_Input for this task_
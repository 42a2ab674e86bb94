use crate::components::{ErrorDisplay, JokeEditor, JokeRow, LoadingSpinner, LoginForm};
use crate::components::joke_editor::plain_text;
use garva_app::domain::{SortField, SortOrder, StoredJoke};
use garva_errors::AppError;
use leptos::prelude::*;
use leptos_router::hooks::use_navigate;
use server_fn::ServerFnError;

/// Fails with `Unauthorized` unless the session carries the admin flag.
#[cfg(feature = "ssr")]
async fn require_admin() -> Result<tower_sessions::Session, ServerFnError> {
    use garva_app::infrastructure::auth::ADMIN_SESSION_KEY;

    let session = leptos_axum::extract::<tower_sessions::Session>().await?;
    let is_admin = session
        .get::<bool>(ADMIN_SESSION_KEY)
        .await
        .map_err(|e| ServerFnError::new(e.to_string()))?
        .unwrap_or(false);

    if is_admin {
        Ok(session)
    } else {
        Err(ServerFnError::new(AppError::Unauthorized.user_message()))
    }
}

#[server(AdminLoginFn, "/api", endpoint = "admin_login")]
pub async fn admin_login(username: String, password: String) -> Result<(), ServerFnError> {
    use garva_app::infrastructure::auth::ADMIN_SESSION_KEY;
    use garva_app::AppContext;

    let ctx = expect_context::<AppContext>();
    let session = leptos_axum::extract::<tower_sessions::Session>().await?;

    ctx.admin
        .verify(username.trim(), &password)
        .map_err(|e| ServerFnError::new(e.user_message()))?;

    session
        .cycle_id()
        .await
        .map_err(|e| ServerFnError::new(e.to_string()))?;
    session
        .insert(ADMIN_SESSION_KEY, true)
        .await
        .map_err(|e| ServerFnError::new(e.to_string()))?;

    tracing::info!("Admin logged in");
    Ok(())
}

#[server(AdminLogoutFn, "/api", endpoint = "admin_logout")]
pub async fn admin_logout() -> Result<(), ServerFnError> {
    let session = leptos_axum::extract::<tower_sessions::Session>().await?;
    session
        .flush()
        .await
        .map_err(|e| ServerFnError::new(e.to_string()))
}

#[server(IsAdminFn, "/api", endpoint = "is_admin")]
pub async fn is_admin() -> Result<bool, ServerFnError> {
    Ok(require_admin().await.is_ok())
}

#[server(ListJokesFn, "/api", endpoint = "admin_list_jokes")]
pub async fn list_jokes(
    search: String,
    sort_by: String,
    sort_order: String,
) -> Result<Vec<StoredJoke>, ServerFnError> {
    use garva_app::domain::JokeQuery;
    use garva_app::AppContext;

    require_admin().await?;
    let ctx = expect_context::<AppContext>();

    let query = JokeQuery::from_params(
        Some(search.as_str()),
        Some(sort_by.as_str()),
        Some(sort_order.as_str()),
    );
    ctx.manage_jokes
        .list(&query)
        .await
        .map_err(|e| ServerFnError::new(e.user_message()))
}

#[server(CreateJokeFn, "/api", endpoint = "admin_create_joke")]
pub async fn create_joke(content: String) -> Result<StoredJoke, ServerFnError> {
    use garva_app::domain::JokeDraft;
    use garva_app::AppContext;

    require_admin().await?;
    let ctx = expect_context::<AppContext>();

    ctx.manage_jokes
        .create(JokeDraft::new(content))
        .await
        .map_err(|e| ServerFnError::new(e.user_message()))
}

#[server(UpdateJokeFn, "/api", endpoint = "admin_update_joke")]
pub async fn update_joke(
    id: i32,
    content: String,
    upvotes: Option<i32>,
    downvotes: Option<i32>,
) -> Result<StoredJoke, ServerFnError> {
    use garva_app::domain::JokeDraft;
    use garva_app::AppContext;

    require_admin().await?;
    let ctx = expect_context::<AppContext>();

    let draft = JokeDraft {
        content,
        upvotes,
        downvotes,
    };
    ctx.manage_jokes
        .update(id, draft)
        .await
        .map_err(|e| ServerFnError::new(e.user_message()))
}

#[server(DeleteJokeFn, "/api", endpoint = "admin_delete_joke")]
pub async fn delete_joke(id: i32) -> Result<(), ServerFnError> {
    use garva_app::AppContext;

    require_admin().await?;
    let ctx = expect_context::<AppContext>();

    ctx.manage_jokes
        .delete(id)
        .await
        .map_err(|e| ServerFnError::new(e.user_message()))
}

/// Message to show for a failed server call.
pub fn error_message(error: &ServerFnError) -> String {
    match error {
        ServerFnError::ServerError(message) => message.clone(),
        _ => "Ett fel uppstod. Vänligen försök igen.".to_string(),
    }
}

fn is_unauthorized(error: &ServerFnError) -> bool {
    matches!(error, ServerFnError::ServerError(message) if message == AppError::Unauthorized.user_message())
}

#[component]
pub fn AdminLoginPage() -> impl IntoView {
    let signed_in = Resource::new(|| (), |_| is_admin());
    let navigate = use_navigate();

    Effect::new(move |_| {
        if let Some(Ok(true)) = signed_in.get() {
            navigate("/admin/dashboard", Default::default());
        }
    });

    view! {
        <div class="admin-login">
            <h1 class="admin-login__title">"Garva Admin"</h1>
            <p class="admin-login__subtitle">"Logga in för att hantera skämt"</p>
            <LoginForm/>
        </div>
    }
}

#[component]
pub fn AdminDashboardPage() -> impl IntoView {
    let search = RwSignal::new(String::new());
    let sort_by = RwSignal::new(SortField::Id);
    let sort_order = RwSignal::new(SortOrder::Asc);
    let new_joke = RwSignal::new(String::new());
    let editing = RwSignal::new(None::<StoredJoke>);
    let editor_epoch = RwSignal::new(0u32);

    let create = ServerAction::<CreateJokeFn>::new();
    let update = ServerAction::<UpdateJokeFn>::new();
    let delete = ServerAction::<DeleteJokeFn>::new();
    let logout = ServerAction::<AdminLogoutFn>::new();

    let jokes = Resource::new(
        move || {
            (
                search.get(),
                sort_by.get(),
                sort_order.get(),
                create.version().get(),
                update.version().get(),
                delete.version().get(),
            )
        },
        |(search, sort_by, sort_order, ..)| {
            list_jokes(
                search,
                sort_by.as_str().to_string(),
                sort_order.as_str().to_string(),
            )
        },
    );

    let navigate = use_navigate();
    Effect::new(move |_| {
        let unauthorized = matches!(jokes.get(), Some(Err(e)) if is_unauthorized(&e));
        let logged_out = matches!(logout.value().get(), Some(Ok(())));
        if unauthorized || logged_out {
            navigate("/admin", Default::default());
        }
    });

    Effect::new(move |_| match create.value().get() {
        Some(Ok(_)) => {
            new_joke.set(String::new());
            editor_epoch.update(|n| *n += 1);
        }
        Some(Err(e)) => tracing::error!("Failed to create joke: {}", e),
        None => {}
    });

    Effect::new(move |_| match update.value().get() {
        Some(Ok(_)) => editing.set(None),
        Some(Err(e)) => tracing::error!("Failed to update joke: {}", e),
        None => {}
    });

    Effect::new(move |_| {
        if let Some(Err(e)) = delete.value().get() {
            tracing::error!("Failed to delete joke: {}", e);
        }
    });

    let on_create = move |ev: leptos::ev::SubmitEvent| {
        ev.prevent_default();
        let content = new_joke.get_untracked();
        if plain_text(&content).is_empty() {
            return;
        }
        create.dispatch(CreateJokeFn { content });
    };

    let on_save = Callback::new(move |joke: StoredJoke| {
        update.dispatch(UpdateJokeFn {
            id: joke.id,
            content: joke.content,
            upvotes: Some(joke.upvotes),
            downvotes: Some(joke.downvotes),
        });
    });

    let on_delete = Callback::new(move |id: i32| {
        let confirmed = window()
            .confirm_with_message("Är du säker på att du vill ta bort detta skämt?")
            .unwrap_or(false);
        if confirmed {
            delete.dispatch(DeleteJokeFn { id });
        }
    });

    let table = move || {
        jokes.get().map(|result| match result {
            Ok(list) if list.is_empty() => view! {
                <p class="admin-empty">"Inga skämt hittades. Lägg till några för att komma igång!"</p>
            }
            .into_any(),
            Ok(list) => view! {
                <table class="admin-table">
                    <thead>
                        <tr>
                            <th class="admin-table__id">"ID"</th>
                            <th>"Innehåll"</th>
                            <th class="admin-table__count">"Gillningar"</th>
                            <th class="admin-table__count">"Ogillamark."</th>
                            <th class="admin-table__actions">"Åtgärder"</th>
                        </tr>
                    </thead>
                    <tbody>
                        {list
                            .into_iter()
                            .map(|joke| view! {
                                <JokeRow joke=joke editing=editing on_save=on_save on_delete=on_delete/>
                            })
                            .collect_view()}
                    </tbody>
                </table>
            }
            .into_any(),
            Err(e) => view! { <ErrorDisplay message=error_message(&e)/> }.into_any(),
        })
    };

    view! {
        <div class="admin">
            <header class="admin__header">
                <h1>"Garva Admin Panel"</h1>
                <button class="button button--danger" on:click=move |_| { logout.dispatch(AdminLogoutFn {}); }>
                    "Logga ut"
                </button>
            </header>

            <section class="admin__panel">
                <h2>"Lägg till nytt skämt"</h2>
                <form on:submit=on_create>
                    // Remounted after each successful create so the editor starts empty.
                    {move || {
                        editor_epoch.track();
                        view! {
                            <JokeEditor
                                value=new_joke
                                placeholder="Skriv in skämtets innehåll (stödjer flera stycken)"
                            />
                        }
                    }}
                    <button
                        type="submit"
                        class="button button--primary"
                        prop:disabled=move || create.pending().get()
                    >
                        "Lägg till skämt"
                    </button>
                </form>
            </section>

            <section class="admin__panel admin__filters">
                <label>
                    "Sök"
                    <input
                        type="text"
                        placeholder="Sök skämt..."
                        prop:value=move || search.get()
                        on:input=move |ev| search.set(event_target_value(&ev))
                    />
                </label>
                <label>
                    "Sortera efter"
                    <select
                        prop:value=move || sort_by.get().as_str()
                        on:change=move |ev| sort_by.set(SortField::parse(&event_target_value(&ev)))
                    >
                        <option value="id">"ID"</option>
                        <option value="upvotes">"Gillningar"</option>
                        <option value="downvotes">"Ogillamarkeringar"</option>
                        <option value="createdAt">"Skapad datum"</option>
                    </select>
                </label>
                <label>
                    "Sorteringsordning"
                    <select
                        prop:value=move || sort_order.get().as_str()
                        on:change=move |ev| sort_order.set(SortOrder::parse(&event_target_value(&ev)))
                    >
                        <option value="asc">"Stigande"</option>
                        <option value="desc">"Fallande"</option>
                    </select>
                </label>
            </section>

            <section class="admin__panel admin__jokes">
                <Transition fallback=move || view! { <LoadingSpinner/> }>{table}</Transition>
            </section>
        </div>
    }
}
use crate::application::{CastVote, ManageJokes};
use crate::config::AppConfig;
use crate::infrastructure::auth::AdminAuth;
use crate::infrastructure::db::{self, JokeRepository};
use garva_errors::AppError;
use sea_orm::DatabaseConnection;
use std::sync::Arc;

#[derive(Clone)]
pub struct AppContext {
    pub cast_vote: Arc<CastVote>,
    pub manage_jokes: Arc<ManageJokes>,
    pub admin: Arc<AdminAuth>,
    pub site_url: String,
}

impl AppContext {
    pub fn new(db: DatabaseConnection, config: &AppConfig) -> Self {
        let jokes = JokeRepository::new(db);
        Self {
            cast_vote: Arc::new(CastVote::new(jokes.clone())),
            manage_jokes: Arc::new(ManageJokes::new(jokes)),
            admin: Arc::new(AdminAuth::new(
                config.admin_username.clone(),
                config.admin_password.clone(),
            )),
            site_url: config.site_url.clone(),
        }
    }

    pub async fn connect(config: &AppConfig) -> Result<Self, AppError> {
        let db = db::create_connection(&config.database_url)
            .await
            .map_err(|e| AppError::Database(e.to_string()))?;
        tracing::info!("Connected to database");

        if config.run_migrations {
            db::run_migrations(&db)
                .await
                .map_err(|e| AppError::Database(e.to_string()))?;
            tracing::info!("Migrations applied");
        }

        Ok(Self::new(db, config))
    }
}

_Directions_
Present each line from the listing that holds the string "infrastructure".

_Task answer_
    use garva_app::infrastructure::auth::ADMIN_SESSION_KEY;
    use garva_app::infrastructure::auth::ADMIN_SESSION_KEY;
use crate::infrastructure::auth::AdminAuth;
use crate::infrastructure::db::{self, JokeRepository};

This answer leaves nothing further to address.